┌──

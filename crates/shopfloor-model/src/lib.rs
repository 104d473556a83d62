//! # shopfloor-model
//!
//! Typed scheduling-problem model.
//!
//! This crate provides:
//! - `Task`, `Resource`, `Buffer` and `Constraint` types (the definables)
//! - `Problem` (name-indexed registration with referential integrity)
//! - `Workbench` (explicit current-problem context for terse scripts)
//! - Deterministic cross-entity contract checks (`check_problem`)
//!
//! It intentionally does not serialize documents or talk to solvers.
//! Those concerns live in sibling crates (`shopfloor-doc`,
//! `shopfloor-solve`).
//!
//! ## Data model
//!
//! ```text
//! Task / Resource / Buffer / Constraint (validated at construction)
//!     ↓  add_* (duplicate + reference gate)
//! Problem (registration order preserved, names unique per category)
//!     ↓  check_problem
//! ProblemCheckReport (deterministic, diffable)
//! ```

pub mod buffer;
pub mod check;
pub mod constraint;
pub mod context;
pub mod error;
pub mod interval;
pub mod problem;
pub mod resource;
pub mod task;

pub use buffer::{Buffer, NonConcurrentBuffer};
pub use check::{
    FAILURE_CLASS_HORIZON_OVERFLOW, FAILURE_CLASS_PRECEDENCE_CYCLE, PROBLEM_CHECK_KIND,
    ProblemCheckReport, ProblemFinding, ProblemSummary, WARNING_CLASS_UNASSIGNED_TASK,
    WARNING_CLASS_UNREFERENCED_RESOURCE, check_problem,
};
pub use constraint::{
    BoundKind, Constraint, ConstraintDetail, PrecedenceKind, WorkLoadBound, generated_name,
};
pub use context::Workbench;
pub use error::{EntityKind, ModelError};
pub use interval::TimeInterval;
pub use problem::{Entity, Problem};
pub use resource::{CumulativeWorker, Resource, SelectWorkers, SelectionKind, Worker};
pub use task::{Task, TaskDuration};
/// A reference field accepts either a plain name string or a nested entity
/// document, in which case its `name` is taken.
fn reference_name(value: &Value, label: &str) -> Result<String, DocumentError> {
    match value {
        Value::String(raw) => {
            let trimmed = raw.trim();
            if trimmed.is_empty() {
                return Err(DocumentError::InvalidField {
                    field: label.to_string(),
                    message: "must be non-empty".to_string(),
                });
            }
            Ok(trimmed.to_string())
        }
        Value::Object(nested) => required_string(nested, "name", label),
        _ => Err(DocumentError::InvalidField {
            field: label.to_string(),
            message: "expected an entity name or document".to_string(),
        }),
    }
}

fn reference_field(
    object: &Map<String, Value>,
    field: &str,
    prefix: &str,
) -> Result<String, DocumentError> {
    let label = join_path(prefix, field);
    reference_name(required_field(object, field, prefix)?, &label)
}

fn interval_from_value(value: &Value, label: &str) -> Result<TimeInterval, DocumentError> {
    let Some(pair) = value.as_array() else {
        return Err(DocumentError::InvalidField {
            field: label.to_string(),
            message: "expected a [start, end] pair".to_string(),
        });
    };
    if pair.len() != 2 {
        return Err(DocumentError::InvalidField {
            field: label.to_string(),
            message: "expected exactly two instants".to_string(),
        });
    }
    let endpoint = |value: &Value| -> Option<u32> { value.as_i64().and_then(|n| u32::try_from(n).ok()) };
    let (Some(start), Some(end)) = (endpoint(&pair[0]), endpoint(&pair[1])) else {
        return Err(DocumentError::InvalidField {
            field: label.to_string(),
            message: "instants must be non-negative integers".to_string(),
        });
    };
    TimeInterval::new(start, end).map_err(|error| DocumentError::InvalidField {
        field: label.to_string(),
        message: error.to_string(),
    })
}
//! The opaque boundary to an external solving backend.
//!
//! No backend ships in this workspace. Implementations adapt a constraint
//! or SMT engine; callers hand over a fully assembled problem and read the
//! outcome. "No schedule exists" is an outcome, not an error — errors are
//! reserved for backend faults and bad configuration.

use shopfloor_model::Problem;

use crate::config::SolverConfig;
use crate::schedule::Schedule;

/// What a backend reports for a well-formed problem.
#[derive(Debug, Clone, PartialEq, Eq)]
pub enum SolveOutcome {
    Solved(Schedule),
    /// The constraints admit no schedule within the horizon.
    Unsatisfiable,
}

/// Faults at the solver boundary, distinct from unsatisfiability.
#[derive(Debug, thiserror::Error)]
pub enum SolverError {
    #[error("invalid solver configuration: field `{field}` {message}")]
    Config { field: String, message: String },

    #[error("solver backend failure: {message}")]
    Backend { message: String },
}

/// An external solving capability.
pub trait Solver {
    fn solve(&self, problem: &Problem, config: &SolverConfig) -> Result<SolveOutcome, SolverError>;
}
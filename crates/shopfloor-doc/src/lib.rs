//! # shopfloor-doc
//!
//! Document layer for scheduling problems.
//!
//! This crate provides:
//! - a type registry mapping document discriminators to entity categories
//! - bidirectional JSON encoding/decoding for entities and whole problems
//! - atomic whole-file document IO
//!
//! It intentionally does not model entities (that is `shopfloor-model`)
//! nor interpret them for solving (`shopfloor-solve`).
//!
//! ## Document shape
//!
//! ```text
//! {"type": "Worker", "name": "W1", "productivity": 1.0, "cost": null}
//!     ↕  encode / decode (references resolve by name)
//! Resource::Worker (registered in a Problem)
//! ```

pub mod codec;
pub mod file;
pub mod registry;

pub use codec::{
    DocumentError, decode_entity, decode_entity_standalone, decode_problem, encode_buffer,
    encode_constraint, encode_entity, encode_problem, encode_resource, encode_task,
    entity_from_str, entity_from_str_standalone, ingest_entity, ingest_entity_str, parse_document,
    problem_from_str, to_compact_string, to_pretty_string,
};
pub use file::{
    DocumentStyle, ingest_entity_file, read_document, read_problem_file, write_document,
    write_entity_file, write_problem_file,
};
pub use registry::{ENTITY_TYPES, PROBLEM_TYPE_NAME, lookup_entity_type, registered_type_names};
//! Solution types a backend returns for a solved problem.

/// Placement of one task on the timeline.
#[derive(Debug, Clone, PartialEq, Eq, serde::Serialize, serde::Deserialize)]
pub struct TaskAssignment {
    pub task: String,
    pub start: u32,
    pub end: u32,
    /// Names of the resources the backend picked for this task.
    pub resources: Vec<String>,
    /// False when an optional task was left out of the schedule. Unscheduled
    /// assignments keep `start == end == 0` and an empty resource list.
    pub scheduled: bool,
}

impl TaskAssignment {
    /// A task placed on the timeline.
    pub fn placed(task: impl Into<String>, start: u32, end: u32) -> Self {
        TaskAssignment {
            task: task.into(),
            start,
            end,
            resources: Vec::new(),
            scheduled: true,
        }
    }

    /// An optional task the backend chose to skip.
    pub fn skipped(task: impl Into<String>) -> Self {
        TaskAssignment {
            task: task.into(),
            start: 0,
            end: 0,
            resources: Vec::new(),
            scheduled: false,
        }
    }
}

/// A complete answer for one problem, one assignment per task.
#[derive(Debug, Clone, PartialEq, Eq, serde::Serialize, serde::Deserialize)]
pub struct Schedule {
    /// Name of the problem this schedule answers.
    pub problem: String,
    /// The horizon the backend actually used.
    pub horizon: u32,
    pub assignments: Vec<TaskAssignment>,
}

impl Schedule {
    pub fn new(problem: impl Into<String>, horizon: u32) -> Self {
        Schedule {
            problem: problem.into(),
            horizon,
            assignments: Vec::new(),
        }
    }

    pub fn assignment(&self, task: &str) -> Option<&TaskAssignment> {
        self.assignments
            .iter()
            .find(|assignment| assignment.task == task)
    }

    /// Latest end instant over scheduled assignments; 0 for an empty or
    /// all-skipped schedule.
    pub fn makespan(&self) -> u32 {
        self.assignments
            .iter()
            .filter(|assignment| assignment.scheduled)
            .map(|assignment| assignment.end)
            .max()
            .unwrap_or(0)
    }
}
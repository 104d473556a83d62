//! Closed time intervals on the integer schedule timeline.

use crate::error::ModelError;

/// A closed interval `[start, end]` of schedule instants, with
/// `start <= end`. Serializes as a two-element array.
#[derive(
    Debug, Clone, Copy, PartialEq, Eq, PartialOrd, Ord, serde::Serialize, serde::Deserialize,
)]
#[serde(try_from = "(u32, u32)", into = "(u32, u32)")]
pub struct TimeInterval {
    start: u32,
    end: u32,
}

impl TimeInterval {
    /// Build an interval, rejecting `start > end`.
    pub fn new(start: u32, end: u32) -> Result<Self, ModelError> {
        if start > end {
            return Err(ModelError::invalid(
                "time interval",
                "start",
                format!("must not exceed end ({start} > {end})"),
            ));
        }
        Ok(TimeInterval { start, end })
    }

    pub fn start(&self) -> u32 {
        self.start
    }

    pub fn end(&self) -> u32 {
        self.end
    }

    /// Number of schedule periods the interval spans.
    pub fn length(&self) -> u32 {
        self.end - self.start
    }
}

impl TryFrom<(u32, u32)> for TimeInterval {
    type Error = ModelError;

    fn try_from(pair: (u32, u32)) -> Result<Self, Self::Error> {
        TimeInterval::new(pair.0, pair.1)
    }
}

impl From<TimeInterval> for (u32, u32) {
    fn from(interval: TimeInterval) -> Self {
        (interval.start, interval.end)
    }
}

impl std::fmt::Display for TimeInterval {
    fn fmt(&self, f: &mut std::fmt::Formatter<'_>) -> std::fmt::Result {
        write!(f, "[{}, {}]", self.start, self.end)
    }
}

└──

### How to complete this task
Using the data above, transcribe the lines that run from the line with "fn solve(&self, problem: &Problem, config: &SolverConfig)" to the line with "a solved problem.", both ends kept, and output nothing else.

### Solution for this task
    fn solve(&self, problem: &Problem, config: &SolverConfig) -> Result<SolveOutcome, SolverError>;
}
filename crates/shopfloor-doc/src/lib.rs
//! # shopfloor-doc
//!
//! Document layer for scheduling problems.
//!
//! This crate provides:
//! - a type registry mapping document discriminators to entity categories
//! - bidirectional JSON encoding/decoding for entities and whole problems
//! - atomic whole-file document IO
//!
//! It intentionally does not model entities (that is `shopfloor-model`)
//! nor interpret them for solving (`shopfloor-solve`).
//!
//! ## Document shape
//!
//! ```text
//! {"type": "Worker", "name": "W1", "productivity": 1.0, "cost": null}
//!     ↕  encode / decode (references resolve by name)
//! Resource::Worker (registered in a Problem)
//! ```

pub mod codec;
pub mod file;
pub mod registry;

pub use codec::{
    DocumentError, decode_entity, decode_entity_standalone, decode_problem, encode_buffer,
    encode_constraint, encode_entity, encode_problem, encode_resource, encode_task,
    entity_from_str, entity_from_str_standalone, ingest_entity, ingest_entity_str, parse_document,
    problem_from_str, to_compact_string, to_pretty_string,
};
pub use file::{
    DocumentStyle, ingest_entity_file, read_document, read_problem_file, write_document,
    write_entity_file, write_problem_file,
};
pub use registry::{ENTITY_TYPES, PROBLEM_TYPE_NAME, lookup_entity_type, registered_type_names};
//! Solution types a backend returns for a solved problem.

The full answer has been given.